O sexo pode conduzir a personalidade? Ou o que move é o desejo do amor inesperado? Como viver imerso numa vida predestinada à falta de perspectiva? O sonho está acima de princípios próprios? Decerto, o sexo determina posturas e hábitos de muitas pessoas – e há pessoas que são direcionadas pelos próprios instintos da libertinagem. E há aqueles que realizam-se lucrando através do sexo.

Gus Van Sant explora bem a faceta psicológica de dois personagens, másculos, porém indefesos e confusos, diante da expressão da própria sexualidade. A representação dos prostitutos é expressa com vigor, a caracterização de suas personalidades e gestos são próprios dos redutos a que se estão inseridos. Numa espécie de documentário, o filme pauta o mundo volátil de viciados, ladrões e mendigos que atravessam a realidade – e mantém relação de intimidade também – de Mike e Scott. É seca, aguda e cruel a maneira como Van Sant expõe seu cuidadoso olhar pelo lado underground ao colocar garotos reais, verbalizando suas histórias e vivências sexuais.

A belíssima fotografia impressiona pela exposição de tons, cores e planos bastante modernos – as cenas de sexo são apresentadas de maneira criativa, instigante, ao colocar os personagens como se paralisados em cada ato.
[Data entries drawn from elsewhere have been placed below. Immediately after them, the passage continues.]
use std::sync::Arc;

use parking_lot::Mutex;

/// Bounded in-memory output stream owned by one execution
///
/// Clones share the same buffer, so the execution thread can write while the
/// sandbox snapshots what was produced so far.
#[derive(Clone, Debug)]
pub struct Capture {
    inner: Arc<Mutex<Buffer>>,
}

#[derive(Debug, Default)]
struct Buffer {
    text: String,
    limit: usize,
    dropped: usize,
}

/// Text captured from one stream, plus the number of bytes that did not fit
#[derive(Debug, Clone, Default, PartialEq, Eq)]
pub struct Captured {
    pub text: String,
    pub dropped: usize,
}

impl Capture {
    pub fn new(limit: usize) -> Self {
        Self {
            inner: Arc::new(Mutex::new(Buffer {
                text: String::new(),
                limit,
                dropped: 0,
            })),
        }
    }

    /// Bytes kept before output starts being dropped
    pub fn limit(&self) -> usize {
        self.inner.lock().limit
    }

    pub fn write(&self, s: &str) {
        let mut buffer = self.inner.lock();
        let room = buffer.limit.saturating_sub(buffer.text.len());
        if s.len() <= room {
            buffer.text.push_str(s);
            return;
        }
        let mut cut = room;
        while !s.is_char_boundary(cut) {
            cut -= 1;
        }
        buffer.text.push_str(&s[..cut]);
        buffer.dropped += s.len() - cut;
    }

    /// Copy of the output so far; the buffer stays usable
    pub fn snapshot(&self) -> Captured {
        let buffer = self.inner.lock();
        Captured {
            text: buffer.text.clone(),
            dropped: buffer.dropped,
        }
    }

    /// Moves the output out, leaving the buffer empty
    pub fn take(&self) -> Captured {
        let mut buffer = self.inner.lock();
        Captured {
            text: std::mem::take(&mut buffer.text),
            dropped: std::mem::take(&mut buffer.dropped),
        }
    }
}
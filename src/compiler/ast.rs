#[derive(Debug, Clone, Copy, PartialEq, Eq)]
pub struct Pos {
    pub line: u32,
    pub column: u32,
}

pub struct ParsedUnit<'a> {
    pub name: &'a str,
    pub items: Vec<FnDecl>,
}

#[derive(Debug)]
pub struct FnDecl {
    pub name: String,
    pub params: Vec<(String, Pos)>,
    pub body: Block,
    pub pos: Pos,
}

#[derive(Debug, Default)]
pub struct Block {
    pub stmts: Vec<Stmt>,
}

#[derive(Debug)]
pub struct Stmt {
    pub kind: StmtKind,
    pub pos: Pos,
}

#[derive(Debug)]
pub enum StmtKind {
    Let {
        name: String,
        init: Expr,
    },
    Assign {
        target: Expr,
        value: Expr,
    },
    If {
        cond: Expr,
        then: Block,
        /// `else if` chains are nested blocks holding a single `If`
        otherwise: Option<Block>,
    },
    While {
        cond: Expr,
        body: Block,
    },
    For {
        var: String,
        start: Expr,
        end: Expr,
        body: Block,
    },
    Return(Option<Expr>),
    Break,
    Continue,
    Block(Block),
    Expr(Expr),
}

#[derive(Debug)]
pub struct Expr {
    pub kind: ExprKind,
    pub pos: Pos,
}

#[derive(Debug)]
pub enum ExprKind {
    Int(i64),
    Str(String),
    Bool(bool),
    Nil,
    Var(String),
    Array(Vec<Expr>),
    Index {
        target: Box<Expr>,
        index: Box<Expr>,
    },
    Call {
        name: String,
        args: Vec<Expr>,
    },
    Unary {
        op: UnaryOp,
        operand: Box<Expr>,
    },
    Binary {
        op: BinaryOp,
        lhs: Box<Expr>,
        rhs: Box<Expr>,
    },
}

#[derive(Debug, Clone, Copy, PartialEq, Eq)]
pub enum UnaryOp {
    Neg,
    Not,
}

#[derive(Debug, Clone, Copy, PartialEq, Eq)]
pub enum BinaryOp {
    Add,
    Sub,
    Mul,
    Div,
    Rem,
    Eq,
    Ne,
    Lt,
    Le,
    Gt,
    Ge,
    And,
    Or,
}
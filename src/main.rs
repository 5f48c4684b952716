use std::path::{Path, PathBuf};
use std::sync::Arc;

use anyhow::{Context, bail};
use clap::Parser;
use tokio_util::sync::CancellationToken;

use codemash::compiler::Compiler;
use codemash::config::{CliArgs, Command, Config, load_config};
use codemash::mash::{LatestSource, MashReport, Masher, WATCH_PERIOD, gather_units, watch};
use codemash::scheduler::Scheduler;
use codemash::session::Submission;
use codemash::source::SourceUnit;
use codemash::web_server::build_server;

#[actix_web::main]
async fn main() -> anyhow::Result<()> {
    env_logger::init_from_env(env_logger::Env::new().default_filter_or("info"));

    let cli = CliArgs::parse();
    match cli.command {
        Command::Serve {
            config_path,
            watch,
            main,
        } => serve(config_path.as_deref(), watch, main).await,
        Command::Run {
            files,
            entry,
            deadline_ms,
            config_path,
        } => run(&files, entry, deadline_ms, config_path.as_deref()).await,
        Command::Mash {
            dir,
            main,
            output,
            watch: true,
        } => mash_watch(dir, main, output).await,
        Command::Mash {
            dir, main, output, ..
        } => mash(&dir, &main, output.as_deref()),
    }
}

async fn serve(
    config_path: Option<&str>,
    watch_dir: Option<PathBuf>,
    main_file: String,
) -> anyhow::Result<()> {
    let Config {
        server: server_config,
        engine: engine_config,
    } = load_config(config_path).context("Failed to load configuration")?;

    if engine_config.slots == 0 {
        bail!("The number of slots must not be 0");
    }

    let shutdown_token = CancellationToken::new();

    // ======= PREPARATION END, EXECUTION START =======

    let (scheduler, mut workers) = Scheduler::start(engine_config, shutdown_token.clone());
    let latest = Arc::new(LatestSource::default());
    let server = build_server(server_config, scheduler.clone(), latest.clone())
        .context("Failed to build server")?;

    if let Some(dir) = watch_dir {
        let (scheduler, token) = (scheduler.clone(), shutdown_token.clone());
        tokio::spawn(async move {
            let watched = watch(
                dir,
                main_file,
                scheduler.masher(),
                &latest,
                WATCH_PERIOD,
                token,
                |_| {},
            )
            .await;
            if let Err(e) = watched {
                log::error!("Watcher stopped: {e:#}");
            }
        });
    }

    let server_handle = server.handle();
    let server_task = actix_web::rt::spawn(server);

    // ===== EXECUTION END, WAITING FOR SHUTDOWN ======

    tokio::select! {
        _ = tokio::signal::ctrl_c() => {
            log::info!("Ctrl-c received, shutting down...");
        }
        res_server = server_task => {
            log::error!("Server terminated unexpectedly: {:?}", res_server);
        }
        Some(res_worker) = workers.join_next() => {
            log::error!("A worker terminated unexpectedly: {:?}", res_worker);
        }
    }

    // 1. Shutdown actix-web server gracefully
    server_handle.stop(true).await;

    // 2. Broadcast shutdown signal to workers
    shutdown_token.cancel();
    log::info!("Shutdown signal sent to workers, waiting for them to finish...");

    // 3. Wait until every worker terminates
    while let Some(res) = workers.join_next().await {
        if let Err(e) = res {
            if e.is_panic() {
                log::error!("Worker handle panicked: {:?}", e);
            } else {
                log::error!("Worker handle finished with error: {:?}", e);
            }
        }
    }

    // 4. Nobody will pick up what is still queued
    scheduler.drain();

    log::info!("Shutdown complete");
    Ok(())
}

async fn run(
    files: &[PathBuf],
    entry: Option<String>,
    deadline_ms: Option<u64>,
    config_path: Option<&str>,
) -> anyhow::Result<()> {
    let config = load_config(config_path).context("Failed to load configuration")?;

    let mut units = Vec::with_capacity(files.len());
    for path in files {
        let name = path
            .file_stem()
            .and_then(|s| s.to_str())
            .with_context(|| format!("{} has no usable file name", path.display()))?;
        let text = std::fs::read_to_string(path)
            .with_context(|| format!("cannot read {}", path.display()))?;
        units.push(SourceUnit::library(name, text));
    }
    let entry = match entry {
        Some(entry) => entry,
        None => units
            .first()
            .map(|u| u.name.clone())
            .context("no source files given")?,
    };
    let Some(entry_unit) = units.iter_mut().find(|u| u.name == entry) else {
        bail!("entry unit '{entry}' is not among the given files");
    };
    entry_unit.entry_point = true;

    let token = CancellationToken::new();
    let (scheduler, mut workers) = Scheduler::start(config.engine, token.clone());
    let id = scheduler.submit(Submission {
        units,
        deadline_ms,
        arguments: Vec::new(),
    });
    let verdict = scheduler.await_result(id).await?;
    println!("{}", serde_json::to_string_pretty(&verdict)?);

    token.cancel();
    while workers.join_next().await.is_some() {}
    Ok(())
}

fn mash(dir: &Path, main_file: &str, output: Option<&Path>) -> anyhow::Result<()> {
    let units = gather_units(dir, main_file)?;
    let report = codemash::mash::mash(&Compiler::default(), &units)?;

    for diagnostic in &report.diagnostics {
        eprintln!("{diagnostic}");
    }
    if !report.compiles {
        bail!("coalesced source of {} does not compile", dir.display());
    }

    match output {
        Some(path) => {
            std::fs::write(path, &report.source)
                .with_context(|| format!("cannot write {}", path.display()))?;
            log::info!("Mashed {} unit(s) into {}", units.len(), path.display());
        }
        None => print!("{}", report.source),
    }
    Ok(())
}

async fn mash_watch(dir: PathBuf, main_file: String, output: Option<PathBuf>) -> anyhow::Result<()> {
    let masher = Masher::new(Arc::new(Compiler::default()), 1);
    let latest = LatestSource::default();
    let token = CancellationToken::new();

    let publish = |report: &MashReport| match &output {
        Some(path) => {
            if let Err(e) = std::fs::write(path, &report.source) {
                log::error!("Cannot write {}: {e}", path.display());
            }
        }
        None => print!("{}", report.source),
    };
    let watcher = watch(dir, main_file, &masher, &latest, WATCH_PERIOD, token.clone(), publish);

    tokio::select! {
        res = watcher => res,
        _ = tokio::signal::ctrl_c() => {
            log::info!("Ctrl-c received, stopping the watcher");
            token.cancel();
            Ok(())
        }
    }
}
Congelam-se as cenas de sexo, recria-se um estilo. A composição do saudoso River Phoenix impressiona pela sua dimensão interpretativa, numa concentração e doação total ao personagem – provoca, sexualiza. Sua química com Keanu Reeves é expressa com diálogos ora melancólicos, ora sensuais.

Nada mais instigante, prazeroso e reflexivo que a construção existencial de dois prostitutos – em meio ao caos de mundo, indagadores da vida e desbravadores de sexos da humanidade. Quebram-se rótulos sobre as esferas da marginalidade, homossexualidade e também prostituição. É o senso do cinema cultural queer, abordado por um diretor que preza pela consciência de mundo. Indiscutível pequena obra-prima. “Acho que posso amar mesmo que não me paguem, porque você não me pagou, mas eu te amo”.